YOUR OBJECTIVE. Copy the lines of the entries exactly, from the opening one to the one holding "pub struct UnknownCard(pub String);", and leave out everything after.
==================================================
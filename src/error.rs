use thiserror::Error;

use crate::card::Card;

/// Errors that can occur while constructing a decision engine.
#[derive(Debug, Error)]
pub enum EngineError {
    #[error("invalid deck: {0}")]
    InvalidDeck(#[from] DeckError),
    #[error("invalid configuration: {0}")]
    InvalidConfiguration(&'static str),
    #[error("failed to parse configuration: {0}")]
    Config(#[from] serde_json::Error),
}

/// Details of a rejected loadout.
#[derive(Debug, Error, Clone, PartialEq, Eq)]
pub enum DeckError {
    #[error("deck must contain exactly {expected} cards, got {actual}")]
    WrongSize { expected: usize, actual: usize },
    #[error("card {0} appears more than once")]
    DuplicateCard(Card),
}

/// Returned when a detector name matches no known card.
#[derive(Debug, Error, Clone, PartialEq, Eq)]
#[error("unknown card name: {0}")]
pub struct UnknownCard(pub String);

/// Per-candidate scoring faults. These never reach callers of the engine;
/// the offending candidate is dropped and the fault is logged.
#[derive(Debug, Error, Clone, PartialEq)]
pub enum ScoringError {
    #[error("hand index {0} is out of range")]
    HandIndex(usize),
    #[error("tile ({x}, {y}) is outside the arena")]
    TileOutOfBounds { x: i32, y: i32 },
    #[error("score for {card} is not finite")]
    NonFinite { card: Card },
}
==================================================
OUTPUT.
filename src/error.rs
use thiserror::Error;

use crate::card::Card;

/// Errors that can occur while constructing a decision engine.
#[derive(Debug, Error)]
pub enum EngineError {
    #[error("invalid deck: {0}")]
    InvalidDeck(#[from] DeckError),
    #[error("invalid configuration: {0}")]
    InvalidConfiguration(&'static str),
    #[error("failed to parse configuration: {0}")]
    Config(#[from] serde_json::Error),
}

/// Details of a rejected loadout.
#[derive(Debug, Error, Clone, PartialEq, Eq)]
pub enum DeckError {
    #[error("deck must contain exactly {expected} cards, got {actual}")]
    WrongSize { expected: usize, actual: usize },
    #[error("card {0} appears more than once")]
    DuplicateCard(Card),
}

/// Returned when a detector name matches no known card.
#[derive(Debug, Error, Clone, PartialEq, Eq)]
#[error("unknown card name: {0}")]
pub struct UnknownCard(pub String);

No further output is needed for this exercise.